RWG: Tons! Just tons! Here's one: Catholic priests made pleas to King Louis XIV to send virtuous young women to the French outposts in what we now know as Louisiana, Mississippi, and Alabama for French male colonists to marry and maintain a French Catholic society. Convicts and prostitutes wouldn't do. The young women, ages 14-19 were orphans, poor, and virgins who arrived carrying little wooden suitcases, some have said, shaped like caskets. In their months-long journey across the Atlantic, they stopped in Haiti to refuel--another aspect I wanted to strengthen: the France-Haiti-Louisiana triangle that I sought to bring into the novel. Anyway, these girls were called casquette girls, filles à la cassette (girls with suitcases), and pelican girls, but were commonly called 'casket girls.' I wanted to refer to this forgotten history, but it could have only come up as trivia, since Madame arrived in the early 19th century, and the casket girls arrived in Louisiana in the early 1700s. The trunk was stuffed; I didn’t dare add more to the novel.
KLC: How did your time teaching in the Writing for Children and Young Adults program at Vermont College of Fine Arts impact your writing and you as a writer?
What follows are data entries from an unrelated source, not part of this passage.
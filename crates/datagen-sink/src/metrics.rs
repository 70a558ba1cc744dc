//! Write metrics and byte counting.

use std::io::{self, Write};
use std::time::Duration;

/// Metrics from writing rows to a sink.
#[derive(Debug, Clone, Default)]
pub struct SinkMetrics {
    /// Number of rows written.
    pub rows_written: u64,
    /// Bytes written, header included.
    pub bytes_written: u64,
    /// Time from opening the sink to finishing it.
    pub total_duration: Duration,
}

impl SinkMetrics {
    /// Calculate rows per second.
    pub fn rows_per_second(&self) -> f64 {
        if self.total_duration.as_secs_f64() > 0.0 {
            self.rows_written as f64 / self.total_duration.as_secs_f64()
        } else {
            0.0
        }
    }

    /// Calculate bytes per second.
    pub fn bytes_per_second(&self) -> f64 {
        if self.total_duration.as_secs_f64() > 0.0 {
            self.bytes_written as f64 / self.total_duration.as_secs_f64()
        } else {
            0.0
        }
    }
}

/// Writer that counts the bytes passed through it.
#[derive(Debug)]
pub struct CountingWriter<W> {
    inner: W,
    bytes: u64,
}

impl<W: Write> CountingWriter<W> {
    pub fn new(inner: W) -> Self {
        Self { inner, bytes: 0 }
    }

    pub fn bytes(&self) -> u64 {
        self.bytes
    }

    pub fn into_inner(self) -> W {
        self.inner
    }
}

impl<W: Write> Write for CountingWriter<W> {
    fn write(&mut self, buf: &[u8]) -> io::Result<usize> {
        let n = self.inner.write(buf)?;
        self.bytes += n as u64;
        Ok(n)
    }

    fn flush(&mut self) -> io::Result<()> {
        self.inner.flush()
    }
}

#[cfg(test)]
mod tests {
    use super::*;

    #[test]
    fn test_metrics() {
        let metrics = SinkMetrics {
            rows_written: 1000,
            bytes_written: 100000,
            total_duration: Duration::from_secs(10),
        };

        assert_eq!(metrics.rows_per_second(), 100.0);
        assert_eq!(metrics.bytes_per_second(), 10000.0);
        assert_eq!(SinkMetrics::default().rows_per_second(), 0.0);
    }

    #[test]
    fn test_counting_writer() {
        let mut writer = CountingWriter::new(Vec::new());
        writer.write_all(b"hello").unwrap();
        writer.write_all(b", world").unwrap();
        assert_eq!(writer.bytes(), 12);
        assert_eq!(writer.into_inner(), b"hello, world");
    }
}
RWG: First, being on faculty at VCFA was everything I needed after I quit my job of twenty-five years at a software and media/marketing company. Prior to that, my writing life suffered. If I did an author's talk, I'd refer to books as "the data" and readers as "respondents." This immersive craft and literary environment deprogrammed me in the best possible way. I was breathing the air I needed to breathe, surrounded by readers and writers, and at last, reading children's and YA books by the hundreds. While I had an MA in Creative Writing, being at VCFA gave me the language to communicate with my colleagues and apprentice writers and in turn, gave me the language and insights to coach my own writing. I could always read my own work and know where it was weak, lagging, etc. But the ability to articulate these issues also gave me the means to approach revision.
KLC: Rita, thank you so much for sharing your wisdom with us! What can Rita Williams-Garcia fans look forward to next?
RWG: About eleven years ago, right after I wrote ONE CRAZY SUMMER, I switched gears and wrote a gaming novel. It was, to say the least, inscrutable! Over a decade later, I finally dug deep into the revisions and will soon be able to share THE PLACE OF ALL GAMES and its sequel. This departure from works my readers are familiar with is a homage to the games of strategy I played with my brother back in the day. It was fun to let my nerd flag fly and to hopefully encourage readers and writers alike to try something different!
Rita Williams-Garcia is the New York Times bestselling author of novels for young adults and middle grade readers. Her most recent novel, A Sitting in St. James, is geared toward older teens and adults. Her novels have been recipients of numerous awards, including the Coretta Scott King Award, National Book Award Finalists, Newbery Honor Book, Junior Library Guild, and the Scott O’Dell Prize for Historical Fiction. She served on faculty at the Vermont College of Fine Arts Writing for Children MFA Program, and she resides in Queens, New York.